Stored data entries:
• • • •

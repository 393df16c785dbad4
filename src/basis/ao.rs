//! Angular layouts of basis shells: which functions a shell holds and in which order they occupy
//! consecutive basis-function indices.

use std::collections::HashSet;
use std::fmt;
use std::slice::Iter;

use anyhow::{self, ensure};
use itertools::Itertools;

#[cfg(test)]
#[path = "ao_tests.rs"]
mod ao_tests;

/// Spectroscopic letters for shell degrees.
const SHELL_LETTERS: [char; 8] = ['S', 'P', 'D', 'F', 'G', 'H', 'I', 'K'];

/// Number of Cartesian monomials of total degree `l`.
fn n_cart(l: u32) -> usize {
    let l = l as usize;
    (l + 1) * (l + 2) / 2
}

// ---------
// PureOrder
// ---------

/// Real solid harmonics of a single degree, listed by their $`m`$ values.
#[derive(Clone, PartialEq, Eq, Hash)]
pub struct PureOrder {
    mls: Vec<i32>,

    /// The degree shared by all listed harmonics.
    pub lpure: u32,
}

impl PureOrder {
    /// Lists the harmonics in the given $`m`$ order.
    ///
    /// # Errors
    ///
    /// Errors if `mls` is empty, repeats a value, or does not cover $`-l \dots l`$ for the
    /// degree implied by its largest $`|m|`$.
    pub fn new(mls: &[i32]) -> Result<Self, anyhow::Error> {
        let lpure = mls.iter().map(|m| m.unsigned_abs()).max().unwrap_or(0);
        ensure!(!mls.is_empty(), "An m ordering needs at least one entry.");
        let distinct = mls.iter().collect::<HashSet<_>>();
        ensure!(
            mls.len() == 2 * lpure as usize + 1 && distinct.len() == mls.len(),
            "The m values [{}] do not span degree {lpure} exactly once.",
            mls.iter().join(", ")
        );
        Ok(Self {
            mls: mls.to_vec(),
            lpure,
        })
    }

    /// $`m = -l, -l + 1, \dots, l`$.
    #[must_use]
    pub fn increasingm(lpure: u32) -> Self {
        let l = lpure as i32;
        Self {
            mls: (-l..=l).collect(),
            lpure,
        }
    }

    pub fn iter(&self) -> Iter<'_, i32> {
        self.mls.iter()
    }

    pub fn ncomps(&self) -> usize {
        self.mls.len()
    }
}

impl fmt::Debug for PureOrder {
    fn fmt(&self, f: &mut fmt::Formatter<'_>) -> fmt::Result {
        write!(f, "Pure({})", self.iter().join(", "))
    }
}

// ---------
// CartOrder
// ---------

/// Cartesian monomials $`x^{l_x} y^{l_y} z^{l_z}`$ of a single total degree, listed by their
/// exponent triples.
#[derive(Clone, PartialEq, Eq, Hash)]
pub struct CartOrder {
    /// The exponent triples $`(l_x, l_y, l_z)`$ in function order.
    pub cart_tuples: Vec<(u32, u32, u32)>,

    /// The total degree $`l_x + l_y + l_z`$ shared by all monomials.
    pub lcart: u32,
}

impl CartOrder {
    /// Lists the monomials in the given exponent order.
    ///
    /// # Errors
    ///
    /// Errors if `cart_tuples` is empty, mixes total degrees, or misses or repeats a monomial.
    pub fn new(cart_tuples: &[(u32, u32, u32)]) -> Result<Self, anyhow::Error> {
        let lcart = match cart_tuples.first() {
            Some((lx, ly, lz)) => lx + ly + lz,
            None => anyhow::bail!("A Cartesian ordering needs at least one entry."),
        };
        let distinct = cart_tuples.iter().collect::<HashSet<_>>();
        ensure!(
            cart_tuples.iter().all(|(lx, ly, lz)| lx + ly + lz == lcart)
                && distinct.len() == cart_tuples.len()
                && cart_tuples.len() == n_cart(lcart),
            "The exponent triples do not span degree {lcart} exactly once."
        );
        Ok(Self {
            cart_tuples: cart_tuples.to_vec(),
            lcart,
        })
    }

    /// Lexicographic order, highest powers of $`x`$ then $`y`$ first:
    /// $`x^l, x^{l-1}y, x^{l-1}z, \dots, z^l`$.
    #[must_use]
    pub fn lex(lcart: u32) -> Self {
        let cart_tuples = (0..=lcart)
            .rev()
            .flat_map(|lx| (0..=lcart - lx).rev().map(move |ly| (lx, ly, lcart - lx - ly)))
            .collect_vec();
        Self { cart_tuples, lcart }
    }

    pub fn iter(&self) -> Iter<'_, (u32, u32, u32)> {
        self.cart_tuples.iter()
    }

    pub fn ncomps(&self) -> usize {
        self.cart_tuples.len()
    }
}

impl fmt::Debug for CartOrder {
    fn fmt(&self, f: &mut fmt::Formatter<'_>) -> fmt::Result {
        write!(f, "Cart({})", self.iter().map(monomial_label).join(", "))
    }
}

/// Writes a monomial as repeated coordinate letters, *e.g.* `xxy` for $`(2, 1, 0)`$ and `1`
/// for the constant.
pub(crate) fn monomial_label(&(lx, ly, lz): &(u32, u32, u32)) -> String {
    if lx + ly + lz == 0 {
        return "1".to_string();
    }
    ["x".repeat(lx as usize), "y".repeat(ly as usize), "z".repeat(lz as usize)].concat()
}

// ----------
// ShellOrder
// ----------

/// The kind of angular functions in a shell together with their order.
#[derive(Clone, PartialEq, Eq, Hash, Debug)]
pub enum ShellOrder {
    /// Real solid harmonics.
    Pure(PureOrder),

    /// Cartesian monomials.
    Cart(CartOrder),
}

impl ShellOrder {
    fn degree(&self) -> u32 {
        match self {
            ShellOrder::Pure(pure_order) => pure_order.lpure,
            ShellOrder::Cart(cart_order) => cart_order.lcart,
        }
    }
}

impl fmt::Display for ShellOrder {
    fn fmt(&self, f: &mut fmt::Formatter<'_>) -> fmt::Result {
        match self {
            ShellOrder::Pure(pure_order) => write!(f, "Pure ({})", pure_order.iter().join(", ")),
            ShellOrder::Cart(cart_order) => write!(
                f,
                "Cart ({})",
                cart_order.iter().map(monomial_label).join(", ")
            ),
        }
    }
}

// ----------
// BasisShell
// ----------

/// The angular part of a basis shell.
#[derive(Clone, PartialEq, Eq, Hash, Debug)]
pub struct BasisShell {
    /// The shell degree: $`l`$ for solid harmonics, $`l_x + l_y + l_z`$ for monomials.
    pub l: u32,

    pub shell_order: ShellOrder,
}

impl BasisShell {
    /// # Errors
    ///
    /// Errors if `l` differs from the degree of `shell_order`.
    pub fn new(l: u32, shell_order: ShellOrder) -> Result<Self, anyhow::Error> {
        ensure!(
            shell_order.degree() == l,
            "Shell degree {l} does not match the ordering {shell_order}."
        );
        Ok(Self { l, shell_order })
    }

    /// Increasing-$`m`$ solid harmonics, or lexicographic monomials if `cart` is set.
    #[must_use]
    pub fn standard(l: u32, cart: bool) -> Self {
        let shell_order = if cart {
            ShellOrder::Cart(CartOrder::lex(l))
        } else {
            ShellOrder::Pure(PureOrder::increasingm(l))
        };
        Self { l, shell_order }
    }

    pub fn n_funcs(&self) -> usize {
        match &self.shell_order {
            ShellOrder::Pure(pure_order) => pure_order.ncomps(),
            ShellOrder::Cart(cart_order) => cart_order.ncomps(),
        }
    }

    /// The spectroscopic letter of the shell degree, or the degree itself beyond `K`.
    pub fn label(&self) -> String {
        SHELL_LETTERS
            .get(self.l as usize)
            .map_or_else(|| self.l.to_string(), char::to_string)
    }
}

• • • •

Look through the records above for the string "repeats", then copy every line that has it.

Response below:
    /// Errors if `mls` is empty, repeats a value, or does not cover $`-l \dots l`$ for the
    /// Errors if `cart_tuples` is empty, mixes total degrees, or misses or repeats a monomial.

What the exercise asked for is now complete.